# [Problem description]
Quote the records below word for word, please, from the very first line through the one that contains "browser-like user agent.", and nothing beyond it.

# [Data for this task]
//! Fetching PDF documents over HTTP.

use crate::error::Error;
use futures::AsyncReadExt;
use std::time::Duration;
use surf::{
    http::{
        headers::{CONTENT_TYPE, LOCATION},
        StatusCode,
    },
    Url,
};

/// Some servers refuse requests without a browser-like user agent.
const USER_AGENT: &str = "Mozilla/5.0";

const MAX_REDIRECTS: u8 = 10;

/// Parse a user-supplied PDF location.
///
/// Only absolute `http` and `https` URLs with a host are accepted.
pub fn parse_url(url: &str) -> Result<Url, Error> {
    let parsed = Url::parse(url).map_err(|err| Error::InvalidUrl {
        reason: err.to_string(),
    })?;
    if !matches!(parsed.scheme(), "http" | "https") {
        return Err(Error::InvalidUrl {
            reason: "URL scheme should be 'http' or 'https'".into(),
        });
    }
    if parsed.host_str().map_or(true, str::is_empty) {
        return Err(Error::InvalidUrl {
            reason: "URL has no host".into(),
        });
    }
    Ok(parsed)
}

/// Downloads PDF documents, enforcing a size limit and a timeout.
#[derive(Clone, Debug)]
pub struct Downloader {
    client: surf::Client,
    max_size: usize,
    timeout: Duration,
}

impl Downloader {
    /// Create a downloader accepting documents of at most `max_size` bytes.
    pub fn new(max_size: usize, timeout: Duration) -> Self {
        Self {
            client: surf::client(),
            max_size,
            timeout,
        }
    }

    /// Download the PDF at `url`.
    pub async fn download(&self, url: &Url) -> Result<Vec<u8>, Error> {
        match async_std::future::timeout(self.timeout, self.fetch(url)).await {
            Ok(res) => res,
            Err(_) => {
                tracing::error!("Client error: timed out after {:?} downloading {url}", self.timeout);
                Err(Error::Transport {})
            }
        }
    }

    async fn fetch(&self, url: &Url) -> Result<Vec<u8>, Error> {
        let mut url = url.clone();
        for _ in 0..=MAX_REDIRECTS {
            let res = self
                .client
                .get(url.as_str())
                .header("User-Agent", USER_AGENT)
                .send()
                .await
                .map_err(|err| {
                    tracing::error!("Client error: {err}");
                    Error::Transport {}
                })?;
            match redirect_target(&url, &res)? {
                Some(next) => {
                    tracing::info!("Redirected ({}) to {next}", res.status());
                    url = next;
                }
                None => return self.read(res).await,
            }
        }
        tracing::error!("Client error: more than {MAX_REDIRECTS} redirects");
        Err(Error::Transport {})
    }

    async fn read(&self, mut res: surf::Response) -> Result<Vec<u8>, Error> {
        tracing::info!("Response status: {}", res.status());
        tracing::info!(
            "Response headers: {:?}",
            res.iter()
                .map(|(name, values)| format!("{name}: {}", values.last().as_str()))
                .collect::<Vec<_>>()
        );
        if res.status() != StatusCode::Ok {
            return Err(Error::DownloadStatus {
                status: res.status() as u16,
            });
        }

        let content_type = res
            .header(CONTENT_TYPE)
            .map(|values| values.last().as_str().to_string())
            .unwrap_or_default();
        tracing::info!("Content-Type: {content_type}");
        if !content_type.to_lowercase().contains("pdf") {
            return Err(Error::NotPdf { content_type });
        }

        if let Some(len) = res.len() {
            if len > self.max_size {
                tracing::warn!("declared Content-Length {len} exceeds {}", self.max_size);
                return Err(Error::TooLarge {});
            }
        }

        // Read at most one byte past the limit, so oversized bodies are detected without buffering
        // them completely.
        let mut pdf = Vec::new();
        res.take_body()
            .take(self.max_size as u64 + 1)
            .read_to_end(&mut pdf)
            .await
            .map_err(|err| {
                tracing::error!("Client error: unable to read response body: {err}");
                Error::Transport {}
            })?;
        if pdf.len() > self.max_size {
            return Err(Error::TooLarge {});
        }
        Ok(pdf)
    }
}

/// The location `res` redirects to, resolved against the `url` it was fetched from.
///
/// Redirect statuses without a `Location` are not followed.
fn redirect_target(url: &Url, res: &surf::Response) -> Result<Option<Url>, Error> {
    if !res.status().is_redirection() {
        return Ok(None);
    }
    let Some(location) = res.header(LOCATION) else {
        return Ok(None);
    };
    url.join(location.last().as_str()).map(Some).map_err(|err| {
        tracing::error!("Client error: bad redirect location {}: {err}", location.last());
        Error::Transport {}
    })
}

#[cfg(test)]
mod test {
    use super::*;
    use async_std::{
        io::Cursor,
        sync::Arc,
        task::{sleep, spawn},
    };
    use portpicker::pick_unused_port;
    use std::sync::atomic::{AtomicUsize, Ordering};
    use tide::{Body, Request, Response};

    const LIMIT: usize = 1024;

    #[test]
    fn test_parse_url() {
        assert!(parse_url("https://example.com/doc.pdf").is_ok());
        assert!(parse_url("http://127.0.0.1:8080/a?b=c").is_ok());
        assert_eq!(
            parse_url("ftp://example.com/doc.pdf"),
            Err(Error::InvalidUrl {
                reason: "URL scheme should be 'http' or 'https'".into()
            })
        );
        assert!(matches!(
            parse_url("example.com/doc.pdf"),
            Err(Error::InvalidUrl { .. })
        ));
        assert!(matches!(parse_url(""), Err(Error::InvalidUrl { .. })));
    }

    /// Serve a handful of canned responses on a free local port.
    ///
    /// Returns the base URL and a counter of requests for `/pdf/:size`.
    async fn fixtures() -> (Url, Arc<AtomicUsize>) {
        let port = pick_unused_port().unwrap();
        let hits = Arc::new(AtomicUsize::new(0));
        let mut app = tide::with_state(hits.clone());
        app.at("/pdf/:size")
            .get(|req: Request<Arc<AtomicUsize>>| async move {
                req.state().fetch_add(1, Ordering::SeqCst);
                let size: usize = req.param("size")?.parse()?;
                Ok(Response::builder(200)
                    .body(vec![b'%'; size])
                    .header("Content-Type", "Application/PDF")
                    .build())
            });
        // Same as `/pdf/:size`, but streamed without a Content-Length.
        app.at("/chunked/:size")
            .get(|req: Request<Arc<AtomicUsize>>| async move {
                let size: usize = req.param("size")?.parse()?;
                let body = Body::from_reader(Cursor::new(vec![b'%'; size]), None);
                Ok(Response::builder(200)
                    .body(body)
                    .header("Content-Type", "application/pdf")
                    .build())
            });
        app.at("/slow").get(|_| async {
            sleep(Duration::from_secs(5)).await;
            Ok(Response::builder(200)
                .body("%PDF-")
                .header("Content-Type", "application/pdf")
                .build())
        });
        app.at("/html").get(|_| async {
            Ok(Response::builder(200)
                .body("<html></html>")
                .header("Content-Type", "text/html")
                .build())
        });
        app.at("/missing")
            .get(|_| async { Ok(Response::new(404)) });
        app.at("/moved")
            .get(|_| async { Ok(tide::Redirect::new("/pdf/16")) });
        app.at("/moved-relative/here")
            .get(|_| async { Ok(tide::Redirect::new("../moved")) });
        app.at("/loop")
            .get(|_| async { Ok(tide::Redirect::new("/loop")) });
        spawn(app.listen(format!("127.0.0.1:{port}")));

        let base: Url = format!("http://127.0.0.1:{port}/").parse().unwrap();
        for _ in 0..60 {
            if surf::get(base.as_str()).await.is_ok() {
                break;
            }
            sleep(Duration::from_millis(100)).await;
        }
        (base, hits)
    }

    fn downloader() -> Downloader {
        Downloader::new(LIMIT, Duration::from_secs(10))
    }

    #[async_std::test]
    async fn test_download() {
        let (base, hits) = fixtures().await;
        let client = downloader();

        let pdf = client.download(&base.join("pdf/16").unwrap()).await.unwrap();
        assert_eq!(pdf.len(), 16);
        assert_eq!(hits.load(Ordering::SeqCst), 1);

        // Redirects are followed, and the target is only requested once.
        let pdf = client.download(&base.join("moved").unwrap()).await.unwrap();
        assert_eq!(pdf.len(), 16);
        assert_eq!(hits.load(Ordering::SeqCst), 2);

        // Relative locations are resolved against the redirecting URL.
        let pdf = client
            .download(&base.join("moved-relative/here").unwrap())
            .await
            .unwrap();
        assert_eq!(pdf.len(), 16);
        assert_eq!(hits.load(Ordering::SeqCst), 3);

        // Exactly at the limit is fine, one byte more is not.
        let pdf = client
            .download(&base.join(&format!("pdf/{LIMIT}")).unwrap())
            .await
            .unwrap();
        assert_eq!(pdf.len(), LIMIT);
        assert_eq!(
            client
                .download(&base.join(&format!("pdf/{}", LIMIT + 1)).unwrap())
                .await,
            Err(Error::TooLarge {})
        );
    }

    #[async_std::test]
    async fn test_download_rejected() {
        let (base, _) = fixtures().await;
        let client = downloader();

        assert_eq!(
            client.download(&base.join("missing").unwrap()).await,
            Err(Error::DownloadStatus { status: 404 })
        );
        assert_eq!(
            client.download(&base.join("html").unwrap()).await,
            Err(Error::NotPdf {
                content_type: "text/html".into()
            })
        );

        let port = pick_unused_port().unwrap();
        let unreachable: Url = format!("http://127.0.0.1:{port}/doc.pdf").parse().unwrap();
        assert_eq!(
            client.download(&unreachable).await,
            Err(Error::Transport {})
        );
    }

    #[async_std::test]
    async fn test_redirect_loop() {
        let (base, _) = fixtures().await;
        assert_eq!(
            downloader().download(&base.join("loop").unwrap()).await,
            Err(Error::Transport {})
        );
    }

    #[async_std::test]
    async fn test_body_limit_without_length() {
        let (base, _) = fixtures().await;
        let client = downloader();

        let pdf = client
            .download(&base.join(&format!("chunked/{LIMIT}")).unwrap())
            .await
            .unwrap();
        assert_eq!(pdf.len(), LIMIT);
        assert_eq!(
            client
                .download(&base.join(&format!("chunked/{}", 4 * LIMIT)).unwrap())
                .await,
            Err(Error::TooLarge {})
        );
    }

    #[async_std::test]
    async fn test_timeout() {
        let (base, _) = fixtures().await;
        let client = Downloader::new(LIMIT, Duration::from_millis(200));
        assert_eq!(
            client.download(&base.join("slow").unwrap()).await,
            Err(Error::Transport {})
        );
    }
}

# [Expected answer]
//! Fetching PDF documents over HTTP.

use crate::error::Error;
use futures::AsyncReadExt;
use std::time::Duration;
use surf::{
    http::{
        headers::{CONTENT_TYPE, LOCATION},
        StatusCode,
    },
    Url,
};

/// Some servers refuse requests without a browser-like user agent.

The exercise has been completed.